Appendicitis
If appendicitis is in the differential diagnosis preoperatively, laparoscopy should be performed. A 12-mm Hasson trocar should be placed at the umbilicus with two additional 5-mm trocars in the suprapubic midline and left lower quadrant. The patient should be positioned with the right side up. If the appendix is grossly inflamed and dilated in the absence of other pathology, the appendix should be removed. The appendix should be gently grasped with a Babcock clamp. The mesoappendix can be transected using hemostatic clips or vessel-sealing device or with an endoscopic linear stapler. A stapler should be used to transect the appendix at the base of the cecum. The specimen can then be pulled through the umbilicus in a bag or glove to avoid wound contamination. If there is gross purulence due to perforation, the area should be copiously irrigated with saline prior to closure. If a phlegmon is encountered in the right lower quadrant and the cecum is involved, it is reasonable to abort the procedure and treat the appendicitis with intravenous antibiotics and percutaneous drainage if an abscess develops. Surgery in this setting is associated with higher morbidity. If an organized abscess is seen, placement of a drain at the time of surgery is suggested; in the case of a phlegmon, no drain is recommended.
Diverticular Disease
Diverticulosis is common among Americans, with prevalence rates up to 45%. Diverticulitis is inflammation of the diverticulum, usually occurring in the sigmoid colon, and it is generally managed nonoperatively. Uncomplicated diverticulitis accounts for 75% of all cases and is initially treated with bowel rest, antibiotics, and possible hospitalization (
Fig. 48.1). Only when the attacks become recurrent and frequent enough to affect lifestyle is elective sigmoid resection entertained. Complicated diverticulitis (presence of abscess, perforation, fistula, or stricture) generally requires surgery (
Figs. 48.2,
48.3 and
48.4). These cases often present to, or are referred to, a gynecologist because pain localizes to the pelvis and imaging demonstrates a pelvic mass, so a high index of suspicion is required when evaluating patients with preoperative gastrointestinal symptoms or systemic signs of infectious etiologies. When a contained abscess is seen on CT imaging, percutaneous drainage is attempted (
Fig. 48.5). Surgery is ideally performed a few weeks after drain removal in an effort to avoid an end or diverting stoma. Patients with an acute perforation will present with an acute abdomen and require emergency surgery (
Fig. 48.6).
If inactive diverticulosis is found intraoperatively, it should be ignored. Diverticulosis is common, and the majority of patients will never require resection. If the patient has acute diverticulitis or chronic smoldering diverticulitis, it is reasonable to consider a sigmoid resection. The technique of sigmoid resection is outlined in the Steps in the Procedure box.

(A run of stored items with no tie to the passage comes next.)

//! Infrastructure error plumbing

pub mod conversions;

pub use conversions::InfraError;
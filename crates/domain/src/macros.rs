//! Macro for implementing Display, FromStr and `as_str` for wire enums
//!
//! Report kinds and job statuses travel as lowercase strings. This macro keeps
//! the variant ↔ string table in one place for all three conversions.
//!
//! # Example
//!
//! ```rust
//! use kompete_domain::impl_wire_str_conversions;
//!
//! #[derive(Debug, Clone, Copy, PartialEq, Eq)]
//! pub enum Stage {
//!     Queued,
//!     Running,
//! }
//!
//! impl_wire_str_conversions!(Stage {
//!     Queued => "queued",
//!     Running => "running",
//! });
//!
//! assert_eq!(Stage::Running.as_str(), "running");
//! assert_eq!("QUEUED".parse::<Stage>().unwrap(), Stage::Queued);
//! ```

/// Implements `as_str`, Display and FromStr for string-valued enums
///
/// Parsing is case-insensitive and ignores surrounding whitespace; output is
/// always the canonical lowercase form.
#[macro_export]
macro_rules! impl_wire_str_conversions {
    ($enum_name:ident { $($variant:ident => $str:expr),+ $(,)? }) => {
        impl $enum_name {
            /// Canonical wire representation.
            pub const fn as_str(&self) -> &'static str {
                match self {
                    $(Self::$variant => $str,)+
                }
            }
        }

        impl std::fmt::Display for $enum_name {
            fn fmt(&self, f: &mut std::fmt::Formatter<'_>) -> std::fmt::Result {
                f.write_str(self.as_str())
            }
        }

        impl std::str::FromStr for $enum_name {
            type Err = String;

            fn from_str(s: &str) -> Result<Self, Self::Err> {
                match s.trim().to_lowercase().as_str() {
                    $($str => Ok(Self::$variant),)+
                    _ => Err(format!("Invalid {}: {}", stringify!($enum_name), s)),
                }
            }
        }
    };
}
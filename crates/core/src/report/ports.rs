//! Port interfaces for the report backend

use async_trait::async_trait;
use kompete_domain::{
    Competitor, GenerateResponse, JobKey, JobStatusResponse, ProjectId, ReportVersion, Result,
    VersionId,
};
use serde_json::Value;

/// Trait for the generate → status → data protocol of one report kind
#[async_trait]
pub trait ReportBackend: Send + Sync {
    /// Request generation, or retrieval of the cached report
    async fn generate(&self, key: &JobKey, refresh: bool) -> Result<GenerateResponse>;

    /// Current job status
    async fn status(&self, key: &JobKey) -> Result<JobStatusResponse>;

    /// Raw payload of the completed job
    async fn data(&self, key: &JobKey) -> Result<Value>;

    /// Historical generations, newest first as returned by the backend
    async fn versions(&self, key: &JobKey) -> Result<Vec<ReportVersion>>;

    /// Make `version` the current report server-side
    async fn activate_version(&self, key: &JobKey, version: &VersionId) -> Result<()>;
}

/// Trait for fetching per-entity sub-reports
#[async_trait]
pub trait SubReportSource: Send + Sync {
    /// Battlecard for one competitor; the competitor's threat context is sent along
    async fn battlecard(
        &self,
        project: &ProjectId,
        competitor: &Competitor,
        refresh: bool,
    ) -> Result<Value>;

    /// The main company's self-assessment
    async fn self_assessment(&self, project: &ProjectId, refresh: bool) -> Result<Value>;
}
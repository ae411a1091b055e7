//! Pure helper functions operating on domain data.

pub mod normalize;
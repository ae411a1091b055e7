//! Review-report market overview

use serde::{Deserialize, Serialize};
use serde_json::Value;

use super::entity::EntityKey;
use super::ids::CompetitorId;
use super::wire::{default_on_null, lenient_f64, lenient_u64, skip_invalid};

/// Market overview body of a review report
#[derive(Debug, Clone, PartialEq, Serialize, Deserialize)]
#[serde(rename_all = "camelCase")]
pub struct MarketOverview {
    #[serde(default, deserialize_with = "default_on_null")]
    pub project: ProjectSummary,
    #[serde(default, deserialize_with = "default_on_null")]
    pub meta: OverviewMeta,
    #[serde(default, deserialize_with = "default_on_null")]
    pub main_company_stats: CompanyStats,
    /// Rows without a usable `id` are dropped.
    #[serde(default, deserialize_with = "skip_invalid")]
    pub competitors: Vec<Competitor>,
}

#[derive(Debug, Clone, Default, PartialEq, Eq, Serialize, Deserialize)]
#[serde(rename_all = "camelCase")]
pub struct ProjectSummary {
    #[serde(default, deserialize_with = "default_on_null")]
    pub main_company: String,
}

#[derive(Debug, Clone, Default, PartialEq, Serialize, Deserialize)]
#[serde(rename_all = "camelCase")]
pub struct OverviewMeta {
    #[serde(default, deserialize_with = "lenient_u64")]
    pub total_reviews: Option<u64>,
}

#[derive(Debug, Clone, Default, PartialEq, Serialize, Deserialize)]
#[serde(rename_all = "camelCase")]
pub struct CompanyStats {
    #[serde(default, deserialize_with = "lenient_f64")]
    pub avg_rating: Option<f64>,
}

/// Competitor row; `threat` is echoed back when requesting its battlecard.
#[derive(Debug, Clone, PartialEq, Serialize, Deserialize)]
pub struct Competitor {
    pub id: CompetitorId,
    #[serde(default, deserialize_with = "default_on_null")]
    pub name: String,
    #[serde(default)]
    pub threat: Value,
}

impl MarketOverview {
    /// Sub-report keys in prefetch order: competitors as listed, then self.
    pub fn entity_keys(&self) -> Vec<EntityKey> {
        self.competitors
            .iter()
            .map(|c| EntityKey::Competitor(c.id.clone()))
            .chain(std::iter::once(EntityKey::SelfAssessment))
            .collect()
    }

    pub fn competitor(&self, id: &CompetitorId) -> Option<&Competitor> {
        self.competitors.iter().find(|c| &c.id == id)
    }

    pub fn landing_summary(&self) -> LandingSummary {
        LandingSummary {
            main_company: self.project.main_company.clone(),
            competitor_count: self.competitors.len(),
            total_reviews: self.meta.total_reviews,
            main_company_rating: self.main_company_stats.avg_rating,
        }
    }
}

/// Figures shown on the review report's landing splash
#[derive(Debug, Clone, PartialEq, Serialize, Deserialize)]
pub struct LandingSummary {
    pub main_company: String,
    pub competitor_count: usize,
    pub total_reviews: Option<u64>,
    pub main_company_rating: Option<f64>,
}
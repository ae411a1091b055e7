//! Repairs shape drift in LLM-produced report payloads
//!
//! Two kinds of drift are observed in practice:
//!
//! - **Object-wrapped arrays**: a section that should be a list arrives as an
//!   object holding the list under an arbitrary key
//!   (`{"feature_matrix": {"rows": [...]}}`).
//! - **Flat claims**: the claims audit arrives as one record per company claim
//!   (`{name, claim, source_url}`) instead of grouped records
//!   (`{claim_area, companies, analysis}`).
//!
//! [`normalize`] is pure and idempotent. After it runs, every section in
//! [`NORMALIZED_SECTIONS`] is either absent or an array, and the claims audit
//! is always grouped.

use serde_json::{Map, Value};

/// Sections that renderers iterate as arrays.
pub const NORMALIZED_SECTIONS: [&str; 8] = [
    "claims_audit",
    "integration_matrix",
    "social_proof",
    "messaging_playbook",
    "faq_intelligence",
    "news_momentum",
    "gap_analysis",
    "feature_matrix",
];

/// Section holding the claims audit.
pub const CLAIMS_SECTION: &str = "claims_audit";

/// Shape of a claims section, decided from its first element
#[derive(Debug, Clone, Copy, PartialEq, Eq)]
pub enum ClaimsShape {
    Empty,
    /// `{claim_area, companies: [...], analysis}` records.
    Grouped,
    /// `{name, claim, source_url, ...}` single-company records.
    Flat,
    /// Neither shape; passed through untouched.
    Unrecognized,
}

impl ClaimsShape {
    pub fn detect(items: &[Value]) -> Self {
        let Some(first) = items.first() else {
            return Self::Empty;
        };
        if truthy(first.get("claim_area")) && truthy(first.get("companies")) {
            Self::Grouped
        } else if truthy(first.get("name")) && truthy(first.get("claim")) {
            Self::Flat
        } else {
            Self::Unrecognized
        }
    }
}

/// Normalize a raw report payload into its canonical shape.
///
/// Non-object payloads are returned unchanged.
pub fn normalize(payload: Value) -> Value {
    let Value::Object(mut root) = payload else {
        return payload;
    };

    for key in NORMALIZED_SECTIONS {
        if let Some(section) = root.get_mut(key) {
            unwrap_section(section);
        }
    }

    if let Some(Value::Array(claims)) = root.get_mut(CLAIMS_SECTION) {
        if ClaimsShape::detect(claims) == ClaimsShape::Flat {
            let flat = std::mem::take(claims);
            *claims = flat.iter().map(group_flat_claim).collect();
        }
    }

    Value::Object(root)
}

/// Replace a non-array section with the first array found among its values.
fn unwrap_section(section: &mut Value) {
    let replacement = match section {
        Value::Array(_) => return,
        Value::Object(wrapper) => wrapper
            .values_mut()
            .find(|value| value.is_array())
            .map(Value::take)
            .unwrap_or_else(|| Value::Array(Vec::new())),
        // Scalars and null cannot be rendered as a list either.
        _ => Value::Array(Vec::new()),
    };
    *section = replacement;
}

fn group_flat_claim(item: &Value) -> Value {
    let claim_area = ["claim_area", "category", "name"]
        .iter()
        .map(|key| item.get(*key))
        .find(|value| truthy(*value))
        .flatten()
        .cloned()
        .unwrap_or(Value::Null);

    let mut company = Map::new();
    for key in ["name", "claim", "source_url", "source_title"] {
        if let Some(value) = item.get(key).filter(|v| !v.is_null()) {
            company.insert(key.to_string(), value.clone());
        }
    }

    let analysis = item.get("analysis").filter(|v| truthy(Some(*v))).cloned().unwrap_or(Value::Null);

    let mut group = Map::new();
    group.insert("claim_area".to_string(), claim_area);
    group.insert("companies".to_string(), Value::Array(vec![Value::Object(company)]));
    group.insert("analysis".to_string(), analysis);
    Value::Object(group)
}

/// JavaScript-style truthiness, which is what the backend's producers assume.
fn truthy(value: Option<&Value>) -> bool {
    match value {
        None | Some(Value::Null) => false,
        Some(Value::Bool(b)) => *b,
        Some(Value::String(s)) => !s.is_empty(),
        Some(Value::Number(n)) => n.as_f64().is_some_and(|f| f != 0.0),
        Some(Value::Array(_) | Value::Object(_)) => true,
    }
}

#[cfg(test)]
mod tests {
    use serde_json::json;

    use super::*;

    #[test]
    fn unwraps_object_wrapped_array() {
        let out = normalize(json!({ "feature_matrix": { "wrapper": [ { "feature": "SSO" } ] } }));
        assert_eq!(out["feature_matrix"], json!([ { "feature": "SSO" } ]));
    }

    #[test]
    fn picks_first_array_value_and_ignores_scalars() {
        let out = normalize(json!({
            "gap_analysis": { "summary": "text", "gaps": [1, 2], "more": [3] }
        }));
        assert_eq!(out["gap_analysis"], json!([1, 2]));
    }

    #[test]
    fn picks_array_in_payload_order_not_key_order() {
        let raw = r#"{"feature_matrix": {"zrows": [{"feature": "SSO"}], "alternatives": [{"feature": "other"}]}}"#;
        let out = normalize(serde_json::from_str(raw).unwrap());
        assert_eq!(out["feature_matrix"], json!([ { "feature": "SSO" } ]));
    }

    #[test]
    fn wrapper_without_array_becomes_empty() {
        let out = normalize(json!({ "news_momentum": { "note": "none found" } }));
        assert_eq!(out["news_momentum"], json!([]));
    }

    #[test]
    fn absent_sections_stay_absent() {
        let out = normalize(json!({ "meta": { "main_features_count": 3 } }));
        assert!(out.get("feature_matrix").is_none());
        assert_eq!(out["meta"]["main_features_count"], 3);
    }

    #[test]
    fn scalar_section_becomes_empty_array() {
        let out = normalize(json!({ "social_proof": null, "faq_intelligence": "n/a" }));
        assert_eq!(out["social_proof"], json!([]));
        assert_eq!(out["faq_intelligence"], json!([]));
    }

    #[test]
    fn regroups_flat_claims() {
        let out = normalize(json!({
            "claims_audit": [ { "name": "Acme", "claim": "99% uptime", "source_url": "https://x" } ]
        }));
        assert_eq!(
            out["claims_audit"],
            json!([{
                "claim_area": "Acme",
                "companies": [ { "name": "Acme", "claim": "99% uptime", "source_url": "https://x" } ],
                "analysis": null
            }])
        );
    }

    #[test]
    fn flat_claims_prefer_explicit_area_and_keep_analysis() {
        let out = normalize(json!({
            "claims_audit": [
                { "name": "Acme", "claim": "SOC2", "category": "Security", "analysis": "verified" }
            ]
        }));
        assert_eq!(out["claims_audit"][0]["claim_area"], "Security");
        assert_eq!(out["claims_audit"][0]["analysis"], "verified");
    }

    #[test]
    fn wrapped_flat_claims_are_unwrapped_then_grouped() {
        let out = normalize(json!({
            "claims_audit": { "claims": [ { "name": "Globex", "claim": "Fastest" } ] }
        }));
        assert_eq!(out["claims_audit"][0]["companies"][0]["name"], "Globex");
    }

    #[test]
    fn grouped_claims_untouched() {
        let grouped = json!({
            "claims_audit": [ { "claim_area": "Uptime", "companies": [], "analysis": "ok" } ]
        });
        assert_eq!(normalize(grouped.clone()), grouped);
    }

    #[test]
    fn normalize_is_idempotent() {
        let raw = json!({
            "meta": { "competitors": [] },
            "feature_matrix": { "rows": [ { "a": 1 } ] },
            "claims_audit": [ { "name": "Acme", "claim": "Best", "source_title": "Blog" } ],
            "integration_matrix": [],
            "messaging_playbook": { "nothing": true }
        });
        let once = normalize(raw);
        let twice = normalize(once.clone());
        assert_eq!(once, twice);
    }

    #[test]
    fn non_object_payload_passes_through() {
        assert_eq!(normalize(json!([1, 2])), json!([1, 2]));
    }

    #[test]
    fn detects_shapes() {
        assert_eq!(ClaimsShape::detect(&[]), ClaimsShape::Empty);
        assert_eq!(ClaimsShape::detect(&[json!({ "x": 1 })]), ClaimsShape::Unrecognized);
        assert_eq!(
            ClaimsShape::detect(&[json!({ "name": "A", "claim": "" })]),
            ClaimsShape::Unrecognized
        );
    }
}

In order to avoid recurrence of diverticulitis, it is critical that the surgeon resects the entire sigmoid colon and perform the anastomosis between the soft and nonedematous descending colon and the upper rectum. It is not necessary to resect all of the diverticula from the proximal colon. Mobilization of the splenic flexure may be required to perform an anastomosis without tension. If the setting of significant inflammation around the new connection, it is prudent to consider a temporary proximal diversion. If the tissue quality is poor (due to inflammation, edema, size mismatch, etc.), a Hartmann procedure is the safest approach.
Diverticulitis with an abscess involving the adnexa can sometimes be mistaken for a tuboovarian abscess, and this should always be in the differential diagnosis of a pelvic mass in the older female patient. In such cases, moderate elevation of CA-125 is common secondary to inflammation, which can further complicate the diagnostic challenge.
Colorectal Cancer
Cancers of the colon are common with over 100,000 new diagnoses in the United States every year. Ninety percent of colon cancers occur after the age of 50, but they can occur in every age group. Surgical resection is the primary treatment colon and rectal cancer. If a cancer of the colon is unexpectedly encountered intraoperatively, a decision should be made as to whether to proceed with bowel resection immediately or close the abdomen and perform the definitive surgery at a later date. If an operating surgeon experienced in oncologic colon resections is immediately available, then resection and primary anastomosis can be done. As stated before, mechanical bowel preparation is not necessary, but enemas are generally given preoperatively to empty the colon of the bulk of the stool for a left-sided resection. The most frequent tumors unexpectedly encountered by the gynecologic surgeon are cecal (
Figs. 48.7 and
48.8) or rectosigmoid in location. Due to locations, these can often be mistaken for an adnexal mass. Techniques for each are described in the “Steps in the Procedure” boxes. The liver and peritoneal surfaces should be closely inspected for metastatic lesions prior to closure of the abdomen.